Measurement of physical parameters

Body weight and height were measured with height and weight meter (Wuxi Weighing Apparatus Co., Ltd.). Waist and hip circumferences were measured at the umbilicus level and at the widest part of the hip, respectively, with a tape ruler. All data were rounded to the nearest millimeter.
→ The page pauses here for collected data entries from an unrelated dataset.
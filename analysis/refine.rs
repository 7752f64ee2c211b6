//! Outlier refinement of the candidate price model.
//!
//! Training sales are ranked by descending absolute standardized residual and
//! the top of the ranking is dropped before refitting. By default the number
//! dropped equals the standardized-residual outlier count of the candidate
//! fit, which ties the removal to one diagnostic; [`removal_sensitivity`]
//! shows how the refit moves as that count changes.

use crate::design::Term;
use crate::diagnostics::{InfluenceDiagnostics, OutlierCounts, influence};
use crate::features::DerivedSale;
use crate::ols::{OlsError, OlsFit, fit_ols};
use serde::Serialize;
use thiserror::Error;

#[derive(Error, Debug)]
pub enum RefineError {
    #[error(
        "Cannot remove {requested} of {n_obs} training sales and still fit {n_coefficients} coefficients."
    )]
    TooManyRemovals {
        requested: usize,
        n_obs: usize,
        n_coefficients: usize,
    },
    #[error(transparent)]
    Ols(#[from] OlsError),
}

#[derive(Debug, Clone, Copy, PartialEq, Eq)]
pub enum RemovalCount {
    /// As many as the standardized-residual outlier count.
    Diagnostic,
    Fixed(usize),
}

impl From<Option<usize>> for RemovalCount {
    fn from(value: Option<usize>) -> Self {
        value.map_or(RemovalCount::Diagnostic, RemovalCount::Fixed)
    }
}

#[derive(Debug, Clone)]
pub struct Refinement {
    pub counts: OutlierCounts,
    pub removed_ids: Vec<i64>,
    pub n_before: usize,
    pub n_after: usize,
    pub fit: OlsFit,
}

/// Row indices ordered by descending absolute standardized residual; ties keep
/// the lower index first.
pub fn outlier_ranking(diagnostics: &InfluenceDiagnostics) -> Vec<usize> {
    let mut order: Vec<usize> = (0..diagnostics.n_obs()).collect();
    order.sort_by(|&a, &b| {
        let ra = diagnostics.standardized[a].abs();
        let rb = diagnostics.standardized[b].abs();
        rb.total_cmp(&ra).then(a.cmp(&b))
    });
    order
}

fn refit_without(
    terms: &[Term],
    train: &[DerivedSale],
    ranking: &[usize],
    n_remove: usize,
    n_coefficients: usize,
) -> Result<(Vec<i64>, OlsFit), RefineError> {
    if n_remove + n_coefficients >= train.len() {
        return Err(RefineError::TooManyRemovals {
            requested: n_remove,
            n_obs: train.len(),
            n_coefficients,
        });
    }
    let mut drop = vec![false; train.len()];
    for &i in &ranking[..n_remove] {
        drop[i] = true;
    }
    let removed_ids = ranking[..n_remove].iter().map(|&i| train[i].id).collect();
    let retained: Vec<DerivedSale> = train
        .iter()
        .zip(&drop)
        .filter(|(_, dropped)| !**dropped)
        .map(|(sale, _)| sale.clone())
        .collect();
    Ok((removed_ids, fit_ols(terms, &retained)?))
}

/// Drops the top-ranked outliers of `candidate` (fit on `train`) and refits the
/// same terms.
pub fn refine(
    candidate: &OlsFit,
    train: &[DerivedSale],
    count: RemovalCount,
) -> Result<Refinement, RefineError> {
    let diagnostics = influence(candidate);
    let counts = diagnostics.counts();
    let n_remove = match count {
        RemovalCount::Diagnostic => counts.standardized,
        RemovalCount::Fixed(n) => n,
    };
    let ranking = outlier_ranking(&diagnostics);
    let (removed_ids, fit) = refit_without(
        candidate.layout.terms(),
        train,
        &ranking,
        n_remove,
        candidate.n_coefficients(),
    )?;
    log::info!(
        "Outlier refinement removed {} of {} training sales ({} standardized-residual outliers)",
        n_remove,
        train.len(),
        counts.standardized
    );
    Ok(Refinement {
        counts,
        removed_ids,
        n_before: train.len(),
        n_after: fit.n_obs,
        fit,
    })
}

/// One row of the removal-count sensitivity table.
#[derive(Debug, Clone, PartialEq, Serialize)]
pub struct SensitivityRow {
    pub removed: usize,
    pub n_obs: usize,
    pub sqft_living: Option<f64>,
    pub adjusted_r2: f64,
    pub residual_se: f64,
    pub coefficients: Vec<f64>,
}

/// Refits the candidate after removing each of `removal_counts` top-ranked
/// outliers. Counts that leave too few sales are skipped with a warning.
pub fn removal_sensitivity(
    candidate: &OlsFit,
    train: &[DerivedSale],
    removal_counts: &[usize],
) -> Result<Vec<SensitivityRow>, RefineError> {
    let ranking = outlier_ranking(&influence(candidate));
    let mut rows = Vec::with_capacity(removal_counts.len());
    for &n_remove in removal_counts {
        let fit = match refit_without(
            candidate.layout.terms(),
            train,
            &ranking,
            n_remove,
            candidate.n_coefficients(),
        ) {
            Ok((_, fit)) => fit,
            Err(RefineError::TooManyRemovals { .. }) => {
                log::warn!("Skipping removal count {n_remove}: too few training sales remain");
                continue;
            }
            Err(err) => return Err(err),
        };
        rows.push(SensitivityRow {
            removed: n_remove,
            n_obs: fit.n_obs,
            sqft_living: fit.coefficient(Term::SqftLiving.name()),
            adjusted_r2: fit.adjusted_r_squared(),
            residual_se: fit.sigma2().sqrt(),
            coefficients: fit.coefficients.to_vec(),
        });
    }
    Ok(rows)
}

#[cfg(test)]
mod tests {
    use super::*;
    use crate::config::FeatureConfig;
    use crate::features::{Region, derive_features};
    use crate::synthetic::SyntheticSalesBuilder;

    fn derived_with_outliers() -> Vec<DerivedSale> {
        let sales = SyntheticSalesBuilder::new(300).seed(17).noise_sd(2_000.0).build();
        let mut derived = derive_features(&sales, &FeatureConfig::default())
            .unwrap()
            .sales;
        for &i in &[3usize, 50, 120] {
            derived[i].price += 400_000.0;
        }
        derived
    }

    #[test]
    fn diagnostic_count_removes_planted_outliers() {
        let train = derived_with_outliers();
        let candidate = fit_ols(&[Term::SqftLiving], &train).unwrap();
        let refinement = refine(&candidate, &train, RemovalCount::Diagnostic).unwrap();

        assert_eq!(
            refinement.n_before - refinement.n_after,
            refinement.counts.standardized
        );
        assert_eq!(refinement.removed_ids.len(), refinement.counts.standardized);
        for i in [3usize, 50, 120] {
            assert!(refinement.removed_ids.contains(&train[i].id));
        }
        let slope = refinement.fit.coefficient("sqft_living").unwrap();
        assert!((slope - 150.0).abs() < 2.0);
        assert!(refinement.fit.rss < candidate.rss);
    }

    #[test]
    fn saturated_row_is_ranked_below_real_outliers() {
        let sales = SyntheticSalesBuilder::new(150).seed(23).noise_sd(2_000.0).build();
        let mut seen_rural = false;
        let mut train: Vec<DerivedSale> = derive_features(&sales, &FeatureConfig::default())
            .unwrap()
            .sales
            .into_iter()
            .filter(|s| {
                let keep = s.region != Region::Rural || !seen_rural;
                seen_rural |= s.region == Region::Rural;
                keep
            })
            .collect();
        let lone = train.iter().position(|s| s.region == Region::Rural).unwrap();
        let planted = (lone + 1) % train.len();
        train[planted].price += 300_000.0;

        let candidate = fit_ols(&[Term::SqftLiving, Term::Region], &train).unwrap();
        let ranking = outlier_ranking(&influence(&candidate));
        assert_eq!(ranking[0], planted);
        assert_ne!(ranking[1], lone);

        let refinement = refine(&candidate, &train, RemovalCount::Fixed(1)).unwrap();
        assert_eq!(refinement.removed_ids, vec![train[planted].id]);
    }

    #[test]
    fn fixed_count_overrides_the_diagnostic() {
        let train = derived_with_outliers();
        let candidate = fit_ols(&[Term::SqftLiving], &train).unwrap();
        let refinement = refine(&candidate, &train, RemovalCount::Fixed(2)).unwrap();
        assert_eq!(refinement.n_after, train.len() - 2);

        let none = refine(&candidate, &train, RemovalCount::Fixed(0)).unwrap();
        assert_eq!(none.fit.coefficients, candidate.coefficients);

        let err = refine(&candidate, &train, RemovalCount::Fixed(299)).unwrap_err();
        assert!(matches!(err, RefineError::TooManyRemovals { .. }));
    }

    #[test]
    fn ranking_is_descending_with_index_ties() {
        let train = derived_with_outliers();
        let candidate = fit_ols(&[Term::SqftLiving], &train).unwrap();
        let diagnostics = influence(&candidate);
        let ranking = outlier_ranking(&diagnostics);
        for pair in ranking.windows(2) {
            let a = diagnostics.standardized[pair[0]].abs();
            let b = diagnostics.standardized[pair[1]].abs();
            assert!(a > b || (a == b && pair[0] < pair[1]));
        }
    }

    #[test]
    fn sensitivity_table_covers_each_count() {
        let train = derived_with_outliers();
        let candidate = fit_ols(&[Term::SqftLiving], &train).unwrap();
        let rows = removal_sensitivity(&candidate, &train, &[0, 3, 10, 1000]).unwrap();
        assert_eq!(rows.iter().map(|r| r.removed).collect::<Vec<_>>(), vec![0, 3, 10]);
        assert_eq!(rows[0].n_obs, 300);
        assert!((rows[1].sqft_living.unwrap() - 150.0).abs() < 2.0);
        assert!(rows[1].residual_se < rows[0].residual_se / 5.0);
    }
}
Assessment of cognitive function

The MMSE and MoCA scales were wildly used to survey and evaluate the cognitive function of each subject in our previous study (An et al., 2018; Tao et al., 2019).MMSE scale is the most wildly used multi‐domain cognitive screening test containing 20 subtests (Folstein, Folstein, & McHugh, 1975). The total score of MMSE is 30 points, which is allocated to the five cognitive domains separately as following: 10 points for orientation, 6 points for memory, 5 points for computation, 6 points for language skills, 2 points for communication, 1 points for visual space ability. MocA scale was developed as the research increasing focused on prestage of dementia and the growing need for earlier diagnosis and management (Nasreddine et al., 2005). As another multi‐domain cognitive screening instrument, the total score of MoCA is also 30 points, which is allocated to the five cognitive domains separately as following: visual 5 points for space/execution ability, 3 points for naming, 6 points for attention, 3 points for language skills, 2 points for abstract thinking, 5 points for delayed recall and 6 points for orientation. The MMSE and MoCA questionnaires were carried out by trained physicians at community health service centers.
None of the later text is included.